Mi amiga Ulibarrie
Descripta como una mujer atormentada por sus yerros y metidas de gamba, en asunto de comida y vinos, en cambio, no se le conocen titubeos
Algunos practicantes obstinados de esa duda conjetural titubeante que consiste en no creer literalmente en nada, incluyen entre dichas nadas a mi amiga, la gallega Ulibarrie.
No sólo se cuestionan para sus adentros si la gallega realmente existe, sino que exteriorizan verbalmente dicho escepticismo de manera contundente, tipo tac. Sin contemplaciones. Como cuando el Pulqui Rodríguez Villa se junta con Paul Hobbs, o Héctor Durigutti con Alberto Antonini, y niegan de a dos que la sangría a rajacincha despersonaliza las identidades varietales de los cepajes diseñados por el supremo hacedor en alguno de los seis días inmediatos al big bang.
Digo sin contemplaciones, porque si los dudadólogos contemplacen a la gallega, se les pasaría ipso facto el titubeo. Ella es una máquina de 175 de punta a punta, con 70 centímetros adicionales en las altas cumbres (canesú), 38 en la sisa (size) y 75 en lo que uno por ahí llega a rozarle por debajo del mantel, con la llamada mano boba.
Tras cartón, uno tiende a concederle crédito irrestricto a todo cuanto afirme sobre vinos, o cualquier otra materia.
Hasta inclusive perdonándole su pasión coyuntural por esos tintos adustos, púrpura negros, hiperconcentrados, inmisericordiosos astringentes, undrinkables, pero de marketing impecable.
¿Método? Fácil: van y copian de pe a pa el packaging y el mercadeo de los australianos.
Los produce, por ejemplo, la bodega Auka Cahuín –cuyo nombre acabo de inventar en este momento–, todos de auténticas fonéticas ranqueles o cuantimás mapuches. Fijate: dentro de poco a los bodegueros nacionales los van a premiar Nobel por la reivindicación de las razas australianas extinguidas.
Por el 96 o el 97, la gallega, que hacía crónica de vinos en la prensa mediática, se le fue la mano o metió gamba hasta la verija al describir un Merlot excelente de Fabre Montmayou (en Vistalba) como un tinto de un topacio concitante y traicionero, como amigo con inclinaciones al abuso de confianza. ¿No es acaso eso el Merlot? Un hábil seductor que se infiltra oblicuo por izquierda en cualquier blend para hacerlo más ligero, más capcioso, más sensual. Su topacio traicionero fue frase que hizo escuela. Pero un sommelier taciturno le objetó que el topacio es una piedra amarilla, mientras que los vinos tintos son color rubí, bordeaux o púrpura luctuoso, pero nunca amarillo. La gallega sufrió horrores con eso.

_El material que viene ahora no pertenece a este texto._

//! Client interface for the directory (identity) service.
//!
//! The directory service owns domains, workspaces and users. This crate
//! only queries it; implementations of [`DirectoryClient`] wrap whatever
//! transport the deployment uses.

use async_trait::async_trait;
use serde::{Deserialize, Serialize};
use thiserror::Error;

use crate::BoardError;

/// Directory query errors.
#[derive(Error, Debug, Clone)]
pub enum DirectoryError {
    /// The directory service could not be reached.
    #[error("directory service unavailable: {0}")]
    Unavailable(String),
    /// The directory service rejected or failed the query.
    #[error("directory query failed: {0}")]
    Query(String),
}

impl From<DirectoryError> for BoardError {
    fn from(e: DirectoryError) -> Self {
        BoardError::Dependency(e.to_string())
    }
}

/// Lifecycle state of a directory resource.
#[derive(Debug, Clone, Copy, PartialEq, Eq, Serialize, Deserialize)]
#[serde(rename_all = "SCREAMING_SNAKE_CASE")]
pub enum ResourceState {
    /// Resource is active and should receive notifications.
    Enabled,
    /// Resource is deactivated and must be skipped.
    Disabled,
}

/// A page of directory results with the total count reported by the service.
#[derive(Debug, Clone)]
pub struct Listing<T> {
    /// Returned records.
    pub results: Vec<T>,
    /// Total matching records on the service side.
    pub total_count: usize,
}

impl<T> Listing<T> {
    /// Build a listing whose total count equals the result length.
    pub fn new(results: Vec<T>) -> Self {
        let total_count = results.len();
        Self {
            results,
            total_count,
        }
    }
}

/// Domain record as reported by the directory.
#[derive(Debug, Clone, Serialize, Deserialize)]
pub struct DomainRecord {
    /// Domain identifier.
    pub domain_id: String,
    /// Lifecycle state.
    pub state: ResourceState,
}

/// Workspace record as reported by the directory.
#[derive(Debug, Clone, Serialize, Deserialize)]
pub struct WorkspaceRecord {
    /// Workspace identifier.
    pub workspace_id: String,
    /// Owning domain identifier.
    pub domain_id: String,
    /// Lifecycle state.
    pub state: ResourceState,
}

/// User record as reported by the directory.
#[derive(Debug, Clone, Serialize, Deserialize)]
pub struct UserRecord {
    /// User identifier.
    pub user_id: String,
    /// Email address.
    pub email: String,
    /// Lifecycle state.
    pub state: ResourceState,
    /// Whether the email address has been verified.
    pub email_verified: bool,
}

/// Filter for domain listing.
#[derive(Debug, Clone)]
pub struct DomainFilter {
    /// Required lifecycle state.
    pub state: ResourceState,
}

/// Filter for workspace listing.
#[derive(Debug, Clone)]
pub struct WorkspaceFilter {
    /// Owning domain.
    pub domain_id: String,
    /// Required lifecycle state.
    pub state: ResourceState,
}

/// Filter for domain-wide user listing.
#[derive(Debug, Clone)]
pub struct UserFilter {
    /// Owning domain.
    pub domain_id: String,
    /// Required lifecycle state.
    pub state: ResourceState,
    /// Required email verification state.
    pub email_verified: bool,
}

/// Filter for workspace member listing.
#[derive(Debug, Clone)]
pub struct WorkspaceMemberFilter {
    /// Workspace to list members of.
    pub workspace_id: String,
    /// Owning domain.
    pub domain_id: String,
    /// Required lifecycle state.
    pub state: ResourceState,
    /// Required email verification state.
    pub email_verified: bool,
}

/// Narrow client contract for directory queries.
#[async_trait]
pub trait DirectoryClient: Send + Sync {
    /// List domains matching the filter.
    async fn list_domains(
        &self,
        filter: &DomainFilter,
    ) -> std::result::Result<Listing<DomainRecord>, DirectoryError>;

    /// List workspaces matching the filter.
    async fn list_workspaces(
        &self,
        filter: &WorkspaceFilter,
    ) -> std::result::Result<Listing<WorkspaceRecord>, DirectoryError>;

    /// List users of a domain matching the filter.
    async fn list_users(
        &self,
        filter: &UserFilter,
    ) -> std::result::Result<Listing<UserRecord>, DirectoryError>;

    /// List members of a workspace matching the filter.
    async fn list_workspace_members(
        &self,
        filter: &WorkspaceMemberFilter,
    ) -> std::result::Result<Listing<UserRecord>, DirectoryError>;
}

En esta sección de LNR, el recordado experto Chonchón Mothe la describió como una mujer atormentada por sus yerros y metidas de gamba. Se equivocaba frecuentemente con sus hombres y con sus saldos de cuenta corriente en el Banco Nación sucursal Famailla. Pero en asuntos de comidas y de vinos no se le conocen titubeos.
Para no meterme en polémicas fastidiosas, copio aquí un párrafo, página 151 del libro Cata y Conocimiento de los Vinos, publicado por el catedrático español Manuel Ruiz Hernández (Mundi Prensa 1999): "Los vinos rosados y tintos tienen todos la misma base de color amarillo que los blancos. En verdad no se la ve por estar cubierta por el rojo propio de los antocianos. Pero con el paso de los años estos antocianos se diluyen y el amarillo reaparece en los rebordes amarronados color teja de los tintos añejados". Así, pues, topacio concitante y traicionero es una condición correcta, referida a los tonos de un tinto.
A Ulibarrie hay que tomarla tal cual es, no hay otra. Preste atención, en cambio, a cómo terminará siendo un nuevo torrontés que el virtuoso enólogo Alejandro Vigil está poniendo a punto para Nicolás Catena. No aún en sus logros aromáticos, pero sí en sus retrogustos bien intensos, largos y otra cosa, ya eventualmente sobrepasa al arquetípico Alta Vista y al calchaquí de altura for export Colomé, de Donald Hess.